News: Tributes Paid To Comedian's Husband/Manager Terry Gibbons

Tributes have been paid to Terence Gibbons, the husband of comedian Abi Roberts who died unexpectedly on November 28, aged 53. 

Gibbons, Terry to his friends and family, managed Roberts and had previously been an actor and stand-up comedian himself. He was being treated for cancer at the Royal Marsden Hospital and was in remission, but suffered a cardio-respiratory failure. 

Gibbons was a proud Geordie from a working class family. In 1982, aged 17 he was cast in The World Cup: A Captain's Tale alongside Richard Griffiths, Nigel Hawthorne, Dennis Waterman and Tim Healy. He played the role of Tucker Gill. Nobody from his family had ever gone to university but encouraged by his mother Pauline he gained a 1st class history degree from Goldsmith's College.

In the early 1990s Terence performed stand-up himself for a few years and ran successful comedy clubs including the original Monkey Business Club at The Sir Christopher Hatton on Leather Lane. One of the first acts he booked was Noel Fielding who, according to Terry, was the only fully-formed comic he ever saw.
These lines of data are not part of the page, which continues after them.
//! Construction of the store and mailer from configuration

use marquee_config::{EmailConfig, EmailProvider, SecretStore, StoreBackend, StoreConfig};
use std::path::PathBuf;
use std::sync::Arc;
use tracing::info;
use crate::{EmbeddedStore, LogMailer, MailError, Mailer, ResendMailer, Store, StoreError};

/// Open the configured store. `default_path` is used for the file backend
/// when the config does not name a snapshot path.
pub fn open_store(config: &StoreConfig, default_path: PathBuf) -> Result<Arc<dyn Store>, StoreError> {
    match config.backend {
        StoreBackend::Memory => {
            info!("Using in-memory store; data will not survive a restart");
            Ok(Arc::new(EmbeddedStore::in_memory()))
        }
        StoreBackend::File => {
            let path = config.path.clone().unwrap_or(default_path);
            Ok(Arc::new(EmbeddedStore::open(path)?))
        }
    }
}

pub fn build_mailer(config: &EmailConfig, secrets: &SecretStore) -> Result<Arc<dyn Mailer>, MailError> {
    match config.provider {
        EmailProvider::Log => Ok(Arc::new(LogMailer::new())),
        EmailProvider::Resend => {
            let api_key = secrets.resend_api_key().ok_or_else(|| {
                MailError::NotConfigured(
                    "set RESEND_API_KEY or resend_api_key in secrets.toml".to_string(),
                )
            })?;
            let mailer = ResendMailer::new(config.api_url.clone(), api_key, config.from.clone())?;
            info!(provider = "resend", "Email delivery enabled");
            Ok(Arc::new(mailer))
        }
    }
}
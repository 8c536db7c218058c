use chrono::{DateTime, Utc};
use serde::{Deserialize, Serialize};
use crate::ids::{DeviceId, Stars};

/// One device's rating of one movie
#[derive(Debug, Clone, Serialize, Deserialize, PartialEq)]
#[serde(rename_all = "camelCase")]
pub struct Rating {
    pub movie_id: String,
    pub device_id: DeviceId,
    pub rating: Stars,
    pub created_at: DateTime<Utc>,
    pub updated_at: Option<DateTime<Utc>>,
}

/// Aggregated rating view of a movie, as shown to visitors
#[derive(Debug, Clone, Serialize, Deserialize, PartialEq)]
#[serde(rename_all = "camelCase")]
pub struct RatingSummary {
    pub movie_id: String,
    pub real_average: f64,
    pub real_count: u64,
    /// Boosted average, clamped to [0, 5] and rounded to one decimal
    pub average: f64,
    pub count: u64,
    /// The requesting device's own rating, if any
    pub device_rating: Option<u8>,
}
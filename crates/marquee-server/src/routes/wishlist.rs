use axum::extract::{Path, State};
use axum::http::StatusCode;
use axum::Json;
use marquee_models::WishlistItem;
use serde::Deserialize;
use serde_json::{json, Value};
use crate::error::ApiResult;
use crate::extract::ApiJson;
use crate::state::AppState;

#[derive(Debug, Deserialize)]
#[serde(rename_all = "camelCase")]
pub struct AddBody {
    movie_id: String,
}

pub async fn list(State(state): State<AppState>, Path(user_id): Path<String>) -> ApiResult<Json<Vec<WishlistItem>>> {
    Ok(Json(state.services.wishlist.list(&user_id).await?))
}

pub async fn add(
    State(state): State<AppState>,
    Path(user_id): Path<String>,
    ApiJson(body): ApiJson<AddBody>,
) -> ApiResult<(StatusCode, Json<WishlistItem>)> {
    let item = state.services.wishlist.add(&user_id, &body.movie_id).await?;
    Ok((StatusCode::CREATED, Json(item)))
}

pub async fn contains(
    State(state): State<AppState>,
    Path((user_id, movie_id)): Path<(String, String)>,
) -> ApiResult<Json<Value>> {
    let present = state.services.wishlist.contains(&user_id, &movie_id).await?;
    Ok(Json(json!({ "inWishlist": present })))
}

pub async fn remove(
    State(state): State<AppState>,
    Path((user_id, movie_id)): Path<(String, String)>,
) -> ApiResult<Json<Value>> {
    let removed = state.services.wishlist.remove(&user_id, &movie_id).await?;
    Ok(Json(json!({ "removed": removed })))
}

pub async fn toggle(
    State(state): State<AppState>,
    Path((user_id, movie_id)): Path<(String, String)>,
) -> ApiResult<Json<Value>> {
    let present = state.services.wishlist.toggle(&user_id, &movie_id).await?;
    Ok(Json(json!({ "inWishlist": present })))
}
use serde::{Deserialize, Serialize};
use std::fmt;
use thiserror::Error;

/// Rejected input for one of the validated identifier types
#[derive(Debug, Clone, PartialEq, Eq, Error)]
pub enum ModelError {
    #[error("invalid email address: {0}")]
    InvalidEmail(String),
    #[error("invalid device id: {0}")]
    InvalidDeviceId(String),
    #[error("rating must be between 1 and 5, got {0}")]
    InvalidStars(u8),
    #[error("invalid ticket code: {0}")]
    InvalidTicketCode(String),
}

const MAX_EMAIL_LEN: usize = 254;
const MAX_DEVICE_ID_LEN: usize = 128;
const MAX_TICKET_CODE_LEN: usize = 32;

/// Normalized email address (trimmed, lowercased)
///
/// Used as the admin identity for OTP issuance and as the payload of
/// session tokens, so two spellings of the same address must compare equal.
#[derive(Debug, Clone, PartialEq, Eq, Hash, PartialOrd, Ord, Serialize, Deserialize)]
#[serde(try_from = "String", into = "String")]
pub struct Email(String);

impl Email {
    pub fn parse(raw: &str) -> Result<Self, ModelError> {
        let normalized = raw.trim().to_lowercase();
        if normalized.is_empty()
            || normalized.len() > MAX_EMAIL_LEN
            || normalized.chars().any(char::is_whitespace)
        {
            return Err(ModelError::InvalidEmail(raw.to_string()));
        }

        match normalized.split_once('@') {
            Some((local, domain))
                if !local.is_empty() && !domain.is_empty() && !domain.contains('@') =>
            {
                Ok(Self(normalized))
            }
            _ => Err(ModelError::InvalidEmail(raw.to_string())),
        }
    }

    pub fn as_str(&self) -> &str {
        &self.0
    }
}

impl TryFrom<String> for Email {
    type Error = ModelError;

    fn try_from(value: String) -> Result<Self, Self::Error> {
        Self::parse(&value)
    }
}

impl From<Email> for String {
    fn from(value: Email) -> Self {
        value.0
    }
}

impl fmt::Display for Email {
    fn fmt(&self, f: &mut fmt::Formatter<'_>) -> fmt::Result {
        f.write_str(&self.0)
    }
}

/// Client-generated anonymous identity used for rating and view deduplication
#[derive(Debug, Clone, PartialEq, Eq, Hash, PartialOrd, Ord, Serialize, Deserialize)]
#[serde(try_from = "String", into = "String")]
pub struct DeviceId(String);

impl DeviceId {
    pub fn parse(raw: &str) -> Result<Self, ModelError> {
        let trimmed = raw.trim();
        let valid = !trimmed.is_empty()
            && trimmed.len() <= MAX_DEVICE_ID_LEN
            && trimmed
                .chars()
                .all(|c| c.is_ascii_alphanumeric() || c == '-' || c == '_');

        if valid {
            Ok(Self(trimmed.to_string()))
        } else {
            Err(ModelError::InvalidDeviceId(raw.to_string()))
        }
    }

    pub fn as_str(&self) -> &str {
        &self.0
    }
}

impl TryFrom<String> for DeviceId {
    type Error = ModelError;

    fn try_from(value: String) -> Result<Self, Self::Error> {
        Self::parse(&value)
    }
}

impl From<DeviceId> for String {
    fn from(value: DeviceId) -> Self {
        value.0
    }
}

impl fmt::Display for DeviceId {
    fn fmt(&self, f: &mut fmt::Formatter<'_>) -> fmt::Result {
        f.write_str(&self.0)
    }
}

/// Star rating, 1 to 5 inclusive
#[derive(Debug, Clone, Copy, PartialEq, Eq, Hash, PartialOrd, Ord, Serialize, Deserialize)]
#[serde(try_from = "u8", into = "u8")]
pub struct Stars(u8);

impl Stars {
    pub const MIN: u8 = 1;
    pub const MAX: u8 = 5;

    pub fn new(value: u8) -> Result<Self, ModelError> {
        if (Self::MIN..=Self::MAX).contains(&value) {
            Ok(Self(value))
        } else {
            Err(ModelError::InvalidStars(value))
        }
    }

    pub fn get(self) -> u8 {
        self.0
    }
}

impl TryFrom<u8> for Stars {
    type Error = ModelError;

    fn try_from(value: u8) -> Result<Self, Self::Error> {
        Self::new(value)
    }
}

impl From<Stars> for u8 {
    fn from(value: Stars) -> Self {
        value.0
    }
}

/// Premiere admission code, stored uppercase
#[derive(Debug, Clone, PartialEq, Eq, Hash, PartialOrd, Ord, Serialize, Deserialize)]
#[serde(try_from = "String", into = "String")]
pub struct TicketCode(String);

impl TicketCode {
    /// Accepts user input: surrounding whitespace is dropped and letters are uppercased.
    pub fn parse(raw: &str) -> Result<Self, ModelError> {
        let normalized = raw.trim().to_uppercase();
        let valid = !normalized.is_empty()
            && normalized.len() <= MAX_TICKET_CODE_LEN
            && normalized
                .chars()
                .all(|c| c.is_ascii_alphanumeric() || c == '-');

        if valid {
            Ok(Self(normalized))
        } else {
            Err(ModelError::InvalidTicketCode(raw.to_string()))
        }
    }

    pub fn as_str(&self) -> &str {
        &self.0
    }
}

impl TryFrom<String> for TicketCode {
    type Error = ModelError;

    fn try_from(value: String) -> Result<Self, Self::Error> {
        Self::parse(&value)
    }
}

impl From<TicketCode> for String {
    fn from(value: TicketCode) -> Self {
        value.0
    }
}

impl fmt::Display for TicketCode {
    fn fmt(&self, f: &mut fmt::Formatter<'_>) -> fmt::Result {
        f.write_str(&self.0)
    }
}
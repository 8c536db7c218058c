//! HTTP surface of marquee: public catalog API, admin API, and the admin
//! page gate.

pub mod cookies;
pub mod error;
pub mod extract;
pub mod middleware;
mod routes;
pub mod state;

use axum::http::{header, HeaderValue, Method};
use axum::Router;
use tokio::net::TcpListener;
use tower_http::cors::CorsLayer;
use tracing::{info, warn};

pub use error::{ApiError, ApiResult};
pub use state::AppState;

fn cors_layer(origins: &[String]) -> Option<CorsLayer> {
    let origins: Vec<HeaderValue> = origins
        .iter()
        .filter_map(|origin| match HeaderValue::from_str(origin) {
            Ok(value) => Some(value),
            Err(_) => {
                warn!(origin = %origin, "Ignoring invalid CORS origin");
                None
            }
        })
        .collect();
    if origins.is_empty() {
        return None;
    }
    Some(
        CorsLayer::new()
            .allow_origin(origins)
            .allow_methods([Method::GET, Method::POST, Method::PUT, Method::DELETE])
            .allow_headers([header::CONTENT_TYPE])
            .allow_credentials(true),
    )
}

/// Complete application router
pub fn build_router(state: AppState, cors_origins: &[String]) -> Router {
    let router = routes::router()
        .layer(axum::middleware::from_fn_with_state(
            state.clone(),
            middleware::admin_gate,
        ))
        .layer(axum::middleware::from_fn(middleware::request_tracing))
        .with_state(state);
    match cors_layer(cors_origins) {
        Some(cors) => router.layer(cors),
        None => router,
    }
}

/// Serve until Ctrl+C or SIGTERM
pub async fn serve(listener: TcpListener, router: Router) -> std::io::Result<()> {
    if let Ok(addr) = listener.local_addr() {
        info!(address = %addr, "Listening");
    }
    axum::serve(listener, router)
        .with_graceful_shutdown(shutdown_signal())
        .await
}

pub async fn shutdown_signal() {
    let ctrl_c = async {
        match tokio::signal::ctrl_c().await {
            Ok(()) => info!("Received Ctrl+C, shutting down"),
            Err(e) => {
                warn!(error = %e, "Failed to install Ctrl+C handler");
                std::future::pending::<()>().await;
            }
        }
    };

    #[cfg(unix)]
    let terminate = async {
        match tokio::signal::unix::signal(tokio::signal::unix::SignalKind::terminate()) {
            Ok(mut signal) => {
                signal.recv().await;
                info!("Received SIGTERM, shutting down");
            }
            Err(e) => {
                warn!(error = %e, "Failed to install SIGTERM handler");
                std::future::pending::<()>().await;
            }
        }
    };

    #[cfg(not(unix))]
    let terminate = std::future::pending::<()>();

    tokio::select! {
        _ = ctrl_c => {},
        _ = terminate => {},
    }
}
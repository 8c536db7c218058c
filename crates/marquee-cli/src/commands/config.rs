use crate::commands::Context;
use crate::output::Output;
use color_eyre::eyre::eyre;
use color_eyre::Result;
use dialoguer::Input;
use marquee_config::{Config, EmailProvider};
use marquee_models::Email;
use rand::RngCore;
use serde_json::json;

fn mask_string(s: &str) -> String {
    if s.len() <= 4 {
        return "*".repeat(s.len());
    }
    format!("{}***{}", &s[..2], &s[s.len() - 2..])
}

/// 32 random bytes, hex encoded
pub fn generate_secret() -> String {
    let mut bytes = [0u8; 32];
    rand::thread_rng().fill_bytes(&mut bytes);
    hex::encode(bytes)
}

fn prompt_admin_emails() -> Result<Vec<String>> {
    let raw: String = Input::new()
        .with_prompt("Admin emails (comma separated)")
        .interact_text()
        .map_err(|e| eyre!("Failed to read input: {}", e))?;
    Ok(raw
        .split(',')
        .map(|s| s.trim().to_string())
        .filter(|s| !s.is_empty())
        .collect())
}

pub fn run_init(mut ctx: Context, admin_emails: Vec<String>, force: bool, output: &Output) -> Result<()> {
    let config_file = ctx.paths.config_file();
    if ctx.config_exists() && !force {
        output.warn(format!(
            "Configuration already exists at {} (use --force to overwrite)",
            config_file.display()
        ));
        return Ok(());
    }

    let admin_emails = if admin_emails.is_empty() {
        prompt_admin_emails()?
    } else {
        admin_emails
    };
    let mut normalized = Vec::with_capacity(admin_emails.len());
    for raw in &admin_emails {
        let email = Email::parse(raw).map_err(|e| eyre!("{}: {}", raw, e))?;
        normalized.push(email.as_str().to_string());
    }

    let mut config = Config::default();
    config.auth.admin_emails = normalized;
    config
        .validate()
        .map_err(|e| eyre!("Configuration validation failed: {}", e))?;
    config
        .save_to_file(&config_file)
        .map_err(|e| eyre!("Failed to write {}: {}", config_file.display(), e))?;
    output.success(format!("Wrote {}", config_file.display()));

    if ctx.secrets.admin_secret().is_none() || force {
        ctx.secrets.set_admin_secret(generate_secret());
        ctx.secrets
            .save()
            .map_err(|e| eyre!("Failed to write secrets: {}", e))?;
        output.success(format!(
            "Generated admin session secret in {}",
            ctx.paths.secrets_file().display()
        ));
    }
    if config.email.provider == EmailProvider::Log {
        output.info("OTP emails are logged, not sent. Set [email] provider = \"resend\" to deliver them.");
    }
    Ok(())
}

pub fn run_show(ctx: &Context, output: &Output) -> Result<()> {
    let config = &ctx.config;
    let secret = ctx.secrets.admin_secret().map(|s| mask_string(&s));
    let resend_key = ctx.secrets.resend_api_key().map(|s| mask_string(&s));

    let rows = vec![
        vec!["Config file".to_string(), ctx.paths.config_file().display().to_string()],
        vec!["Listen".to_string(), config.bind_address()],
        vec!["Secure cookies".to_string(), config.server.secure_cookies.to_string()],
        vec!["Admins".to_string(), config.auth.admin_emails.join(", ")],
        vec!["Session cookie".to_string(), format!("{} ({}s)", config.auth.cookie_name, config.auth.session_ttl_secs)],
        vec![
            "OTP limits".to_string(),
            format!(
                "ttl {}s, cooldown {}s, {} per {}s, {} attempts",
                config.otp.code_ttl_secs,
                config.otp.cooldown_secs,
                config.otp.max_per_window,
                config.otp.window_secs,
                config.otp.max_attempts
            ),
        ],
        vec!["Store".to_string(), format!("{:?}", config.store.backend).to_lowercase()],
        vec!["Email provider".to_string(), format!("{:?}", config.email.provider).to_lowercase()],
        vec!["Admin secret".to_string(), secret.clone().unwrap_or_else(|| "<not set>".to_string())],
        vec!["Resend API key".to_string(), resend_key.clone().unwrap_or_else(|| "<not set>".to_string())],
    ];
    let data = json!({
        "config_file": ctx.paths.config_file(),
        "config": config,
        "admin_secret": secret,
        "resend_api_key": resend_key,
    });
    output.table(&["Setting", "Value"], rows, &data);
    Ok(())
}

pub fn run_validate(ctx: &Context, output: &Output) -> Result<()> {
    if !ctx.config_exists() {
        return Err(eyre!(
            "Configuration file not found at {}",
            ctx.paths.config_file().display()
        ));
    }
    ctx.config
        .validate()
        .map_err(|e| eyre!("Configuration validation failed: {}", e))?;
    ctx.session_secret()?;
    if ctx.config.email.provider == EmailProvider::Resend && ctx.secrets.resend_api_key().is_none() {
        return Err(eyre!("email.provider is resend but no Resend API key is configured"));
    }
    output.success("Configuration is valid");
    Ok(())
}
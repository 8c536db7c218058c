use crate::commands::Context;
use crate::output::Output;
use color_eyre::Result;

pub async fn run_purge(ctx: &Context, output: &Output) -> Result<()> {
    let services = ctx.services(false)?;
    let purged = services.otp.purge_expired().await?;
    output.success(format!("Removed {} expired OTP record(s)", purged));
    Ok(())
}
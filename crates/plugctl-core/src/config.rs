//! Configuration types for the plug locator
//!
//! This module defines all configuration structures used throughout the crate.

use serde::{Deserialize, Serialize};

/// Locator configuration
#[derive(Debug, Clone, Serialize, Deserialize)]
pub struct LocatorConfig {
    /// Maximum number of whole-network discovery rounds per resolve call
    ///
    /// A single broadcast round can miss a device that is temporarily slow
    /// to answer (duty-cycled radios, just-booted devices). Retrying whole
    /// sweeps rather than individual probes keeps the retry policy uniform.
    #[serde(default = "default_max_attempts")]
    pub max_attempts: usize,
}

impl LocatorConfig {
    /// Create a configuration with the given attempt budget
    pub fn with_attempts(max_attempts: usize) -> Self {
        Self { max_attempts }
    }

    /// Validate the configuration
    pub fn validate(&self) -> Result<(), crate::Error> {
        if self.max_attempts == 0 {
            return Err(crate::Error::config("max_attempts must be at least 1"));
        }
        Ok(())
    }
}

impl Default for LocatorConfig {
    fn default() -> Self {
        Self {
            max_attempts: default_max_attempts(),
        }
    }
}

/// Address cache configuration
#[derive(Debug, Clone, Default, Serialize, Deserialize)]
#[serde(tag = "type", rename_all = "snake_case")]
pub enum CacheConfig {
    /// File-based cache, one JSON file per application namespace
    File {
        /// Path to the cache file
        path: String,
    },

    /// In-memory cache (not persistent)
    #[default]
    Memory,
}

fn default_max_attempts() -> usize {
    1
}
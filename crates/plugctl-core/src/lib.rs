// # plugctl-core
//
// Core library for the alias-to-device smart-plug locator.
//
// ## Architecture Overview
//
// This library resolves a stable human-assigned alias into a currently
// reachable device:
// - **AddressCache**: durable alias → last-known-address mapping
// - **BroadcastSource**: enumeration of local IPv4 broadcast domains
// - **DeviceProbe**: one best-effort discovery sweep of one domain
// - **DeviceConnector / PlugHandle**: liveness check and device control
// - **DeviceLocator**: engine orchestrating cache check → liveness →
//   concurrent discovery fan-out → cache write-back
//
// ## Design Principles
//
// 1. **Cache as optimization only**: a cached address is never trusted
//    without a live re-check; staleness is discovered, not timed out
// 2. **Explicit construction**: collaborators are passed into the
//    locator, no class-level shared state
// 3. **Bounded work**: the attempt budget bounds all retries; each probe
//    owns its timeout
// 4. **Transient vs. terminal**: network failures recover locally,
//    storage failures surface unchanged

pub mod cache;
pub mod config;
pub mod error;
pub mod locator;
pub mod traits;

// Re-export core types for convenience
pub use cache::{FileAddressCache, MemoryAddressCache};
pub use config::{CacheConfig, LocatorConfig};
pub use error::{Error, Result};
pub use locator::DeviceLocator;
pub use traits::{
    AddressCache, BroadcastSource, DeviceConnector, DeviceInfo, DeviceKind, DeviceProbe,
    PlugHandle,
};
// # plugctl-kasa
//
// Kasa (TP-Link) smart-plug protocol implementation.
//
// ## Purpose
//
// Provides the two device-facing capabilities the locator consumes as
// opaque traits:
// - `KasaConnector` / `KasaPlug`: control of one plug at a known address
//   over TCP port 9999 (liveness check, relay state, switch on/off)
// - `KasaProbe`: discovery of devices in one broadcast domain via a UDP
//   broadcast datagram and bounded reply collection
//
// ## Wire Protocol
//
// Kasa devices speak JSON obfuscated with an XOR autokey cipher (initial
// key 171). TCP messages carry a 4-byte big-endian length prefix; UDP
// discovery datagrams are unframed. The discovery query and the liveness
// query are the same `get_sysinfo` request.

pub mod cipher;
pub mod plug;
pub mod probe;
pub mod wire;

pub use plug::{KasaConnector, KasaPlug};
pub use probe::KasaProbe;

/// TCP and UDP port Kasa devices listen on
pub const KASA_PORT: u16 = 9999;
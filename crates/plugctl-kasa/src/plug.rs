//! Plug control over the TCP transport
//!
//! `KasaConnector` builds a handle by querying sysinfo at a known address,
//! which is exactly the liveness check the locator needs: a handle only
//! exists for a device that answered just now.

use std::time::Duration;

use async_trait::async_trait;
use tokio::io::{AsyncReadExt, AsyncWriteExt};
use tokio::net::TcpStream;
use tokio::time::timeout;
use tracing::debug;

use plugctl_core::{DeviceConnector, DeviceKind, Error, PlugHandle, Result};

use crate::cipher;
use crate::wire::{self, SysInfo};
use crate::KASA_PORT;

/// Default per-request deadline for control traffic
const DEFAULT_TIMEOUT: Duration = Duration::from_secs(5);

/// Replies larger than this are not Kasa traffic
const MAX_REPLY_BYTES: u32 = 1 << 20;

/// A reachable Kasa plug at a known address
#[derive(Debug)]
pub struct KasaPlug {
    address: String,
    alias: String,
    kind: DeviceKind,
    relay_on: bool,
    request_timeout: Duration,
}

impl KasaPlug {
    /// Send one framed request and return the decrypted reply
    async fn request(&self, body: &str) -> Result<Vec<u8>> {
        let target = socket_target(&self.address);
        debug!(target = %target, "sending device request");

        let reply = timeout(self.request_timeout, async {
            let mut stream = TcpStream::connect(&target)
                .await
                .map_err(|e| Error::network(format!("connect to {} failed: {}", target, e)))?;

            stream
                .write_all(&cipher::encode_frame(body))
                .await
                .map_err(|e| Error::network(format!("write to {} failed: {}", target, e)))?;

            let len = stream
                .read_u32()
                .await
                .map_err(|e| Error::network(format!("read from {} failed: {}", target, e)))?;
            if len > MAX_REPLY_BYTES {
                return Err(Error::protocol(format!(
                    "reply length {} from {} exceeds limit",
                    len, target
                )));
            }

            let mut body = vec![0u8; len as usize];
            stream
                .read_exact(&mut body)
                .await
                .map_err(|e| Error::network(format!("read from {} failed: {}", target, e)))?;

            Ok(cipher::decrypt(&body))
        })
        .await
        .map_err(|_| Error::network(format!("request to {} timed out", target)))??;

        Ok(reply)
    }

    /// Re-query sysinfo and fold it into the handle state
    async fn update_from_sysinfo(&mut self) -> Result<()> {
        let reply = self.request(wire::SYSINFO_QUERY).await?;
        let info = SysInfo::parse(&reply)?;
        self.alias = info.alias.clone();
        self.kind = info.kind();
        self.relay_on = info.is_on();
        Ok(())
    }

    async fn set_relay(&mut self, on: bool) -> Result<()> {
        let reply = self.request(&wire::set_relay_command(on)).await?;
        wire::check_command_reply(&reply, "set_relay_state")?;
        self.relay_on = on;
        Ok(())
    }
}

#[async_trait]
impl PlugHandle for KasaPlug {
    fn alias(&self) -> &str {
        &self.alias
    }

    fn address(&self) -> &str {
        &self.address
    }

    fn kind(&self) -> DeviceKind {
        self.kind
    }

    async fn refresh(&mut self) -> Result<()> {
        self.update_from_sysinfo().await
    }

    async fn is_on(&mut self) -> Result<bool> {
        self.update_from_sysinfo().await?;
        Ok(self.relay_on)
    }

    async fn turn_on(&mut self) -> Result<()> {
        self.set_relay(true).await
    }

    async fn turn_off(&mut self) -> Result<()> {
        self.set_relay(false).await
    }
}

/// Connector constructing live [`KasaPlug`] handles
#[derive(Debug, Clone)]
pub struct KasaConnector {
    request_timeout: Duration,
}

impl KasaConnector {
    pub fn new() -> Self {
        Self {
            request_timeout: DEFAULT_TIMEOUT,
        }
    }

    pub fn with_timeout(request_timeout: Duration) -> Self {
        Self { request_timeout }
    }
}

impl Default for KasaConnector {
    fn default() -> Self {
        Self::new()
    }
}

#[async_trait]
impl DeviceConnector for KasaConnector {
    async fn connect(&self, address: &str) -> Result<Box<dyn PlugHandle>> {
        let mut plug = KasaPlug {
            address: address.to_string(),
            alias: String::new(),
            kind: DeviceKind::Other,
            relay_on: false,
            request_timeout: self.request_timeout,
        };
        plug.update_from_sysinfo().await?;
        debug!(address, alias = plug.alias.as_str(), "device answered sysinfo");
        Ok(Box::new(plug))
    }
}

/// Target for a TCP connect: a bare IP/host gets the Kasa port appended
fn socket_target(address: &str) -> String {
    if address.contains(':') {
        address.to_string()
    } else {
        format!("{}:{}", address, KASA_PORT)
    }
}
He then became a Public Relations Manager at London firms including Alex Sandberg at College Hill. He worked inside No 10 for both the Thatcher government and New Labour where one of his main roles was managing PR for the Millennium Dome project. He subsequently gave up his Labour Party membership. He told Abi Roberts that the things he witnessed didn’t sit comfortably with him.

Gibbons met Roberts in 2009 and they married in Moffat, Scotland in 2010 (pictured). He became her full-time comedy manager which included managing the website, booking and filming gigs, producing and directing shows and being a sounding board. "He was astoundingly brilliant with comedy advice," says Roberts. "Everything from very simple tricks for MCing to pacing a set. His mantra to me was ‘being funny is one thing but being consistently funny over twenty minutes when someone’s paying you is quite another’. Mostly he taught me that you can only get really good at comedy by doing it - A LOT. I will carry his wisdom with me for the rest of my life."

Tributes have come in from friends and family and a huge number of people in the comedy industry, including Al Murray, Mark Watson, Sarah Millican, Brenda Gilhooly, Jo Caulfield, John Gordillo, Bobby Mair & Harriet Kemsley, Roisin Conaty, Deborah Frances-White and Graham Duff (Terry was a huge fan of Duff's comedy Ideal). There were further messages from newer comedians who Gibbons had encouraged after seeing them at gigs. 

Al Murray and Brenda Gilhooly had been guests on Musical CID, the comedy/music format show that Terry devised for Edinburgh in 2014.

Roberts adds: "Amongst the lovely messages was a particularly heartfelt one from James Bearcat (the Bearcat was one of the first legendary clubs Terry was very proud I played). Pete Graham of Downstairs at the King's Head in Crouch End also posted a nice message."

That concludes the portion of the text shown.